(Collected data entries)
------------

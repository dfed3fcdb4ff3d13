//! Console, CSV and JSON renderings of an analysis.

use anyhow::{Context, Result};
use serde::Serialize;
use std::io::Write;
use std::path::Path;
use whatif_core::{MatchConfidence, MatchResult, PerformanceRecord, Transaction};
use whatif_finance::Analysis;
use whatif_ingest::ExtractionReport;

/// One CSV row per match, with or without performance figures.
#[derive(Debug, Serialize)]
struct Row<'a> {
    date: String,
    merchant: &'a str,
    amount: String,
    currency: &'static str,
    company: &'a str,
    ticker: &'a str,
    confidence: &'static str,
    score: Option<u8>,
    entry_date: Option<String>,
    entry_price: Option<String>,
    current_price: Option<String>,
    invested: Option<String>,
    percent_change: Option<String>,
    value_change: Option<String>,
    status: String,
}

fn confidence_label(c: MatchConfidence) -> &'static str {
    match c {
        MatchConfidence::Exact => "exact",
        MatchConfidence::Alias => "alias",
        MatchConfidence::Fuzzy => "fuzzy",
    }
}

fn row<'a>(m: &'a MatchResult, perf: Option<&PerformanceRecord>, status: String) -> Row<'a> {
    Row {
        date: m.transaction.date.to_string(),
        merchant: &m.transaction.merchant_text,
        amount: m.transaction.amount.to_string(),
        currency: m.transaction.currency.code(),
        company: &m.company.canonical_name,
        ticker: &m.company.ticker,
        confidence: confidence_label(m.match_confidence),
        score: m.match_score,
        entry_date: perf.map(|p| p.entry_date.to_string()),
        entry_price: perf.map(|p| p.entry_price.to_string()),
        current_price: perf.map(|p| p.current_price.to_string()),
        invested: perf.map(|p| p.invested.to_string()),
        percent_change: perf.map(|p| p.percent_change.to_string()),
        value_change: perf.map(|p| p.value_change.to_string()),
        status,
    }
}

fn rows(analysis: &Analysis) -> Vec<Row<'_>> {
    let mut out: Vec<Row<'_>> = analysis
        .performance
        .iter()
        .map(|p| row(&p.matched, Some(p), "ok".to_string()))
        .collect();
    out.extend(
        analysis
            .unavailable
            .iter()
            .map(|u| row(&u.matched, None, format!("unavailable: {}", u.reason))),
    );
    if analysis.performance.is_empty() && analysis.unavailable.is_empty() {
        out.extend(analysis.matches.iter().map(|m| row(m, None, "not evaluated".to_string())));
    }
    out.sort_by(|a, b| a.date.cmp(&b.date));
    out
}

pub fn write_csv<W: Write>(analysis: &Analysis, writer: W) -> Result<()> {
    let mut wtr = csv::Writer::from_writer(writer);
    for r in rows(analysis) {
        wtr.serialize(r)?;
    }
    wtr.flush()?;
    Ok(())
}

pub fn write_csv_file(analysis: &Analysis, path: &Path) -> Result<()> {
    let file = std::fs::File::create(path).with_context(|| format!("create {}", path.display()))?;
    write_csv(analysis, file).with_context(|| format!("write {}", path.display()))
}

pub fn print_json<T: Serialize>(value: &T) -> Result<()> {
    println!("{}", serde_json::to_string_pretty(value).context("serialize JSON")?);
    Ok(())
}

fn print_transaction(t: &Transaction) {
    let flag = if t.date_ambiguous { " (day/month ambiguous)" } else { "" };
    println!("  {} | {} | {}{}", t.date, t.merchant_text, t.charged(), flag);
}

pub fn print_extraction(report: &ExtractionReport) {
    let s = &report.stats;
    println!(
        "Pages: {} | lines: {} | candidates: {} | parsed: {} | dropped: {}\n",
        s.pages,
        s.lines,
        s.candidates,
        s.parsed,
        s.dropped()
    );
    for t in &report.transactions {
        print_transaction(t);
    }
}

pub fn print_analysis(analysis: &Analysis) {
    println!(
        "Transactions: {} | matched: {} | unmatched: {}\n",
        analysis.transactions.len(),
        analysis.matches.len(),
        analysis.unmatched.len()
    );

    if !analysis.performance.is_empty() {
        println!("## If you had bought the shares instead\n");
        for p in &analysis.performance {
            let m = &p.matched;
            println!(
                "- {} {} ({}) on {}: {} -> {:+}% ({:+} {})",
                m.transaction.merchant_text,
                m.company.canonical_name,
                m.company.ticker,
                m.transaction.date,
                p.invested,
                p.percent_change,
                p.value_change,
                p.invested.currency.code()
            );
        }
        println!();
    }

    if !analysis.unavailable.is_empty() {
        println!("## Unavailable\n");
        for u in &analysis.unavailable {
            println!(
                "- {} ({}) on {}: {}",
                u.matched.transaction.merchant_text,
                u.matched.company.ticker,
                u.matched.transaction.date,
                u.reason
            );
        }
        println!();
    }

    if analysis.performance.is_empty() && analysis.unavailable.is_empty() && !analysis.matches.is_empty() {
        println!("## Matches\n");
        for m in &analysis.matches {
            println!(
                "- {} -> {} ({}, {})",
                m.transaction.merchant_text,
                m.company.canonical_name,
                m.company.ticker,
                confidence_label(m.match_confidence)
            );
        }
        println!();
    }

    if !analysis.unmatched.is_empty() {
        println!("## No matching company\n");
        for t in &analysis.unmatched {
            print_transaction(t);
        }
    }
}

------------

» Goal of the exercise
Report each line of the entries where the word "reason" occurs.

» Exercise solution
            .map(|u| row(&u.matched, None, format!("unavailable: {}", u.reason))),
                u.reason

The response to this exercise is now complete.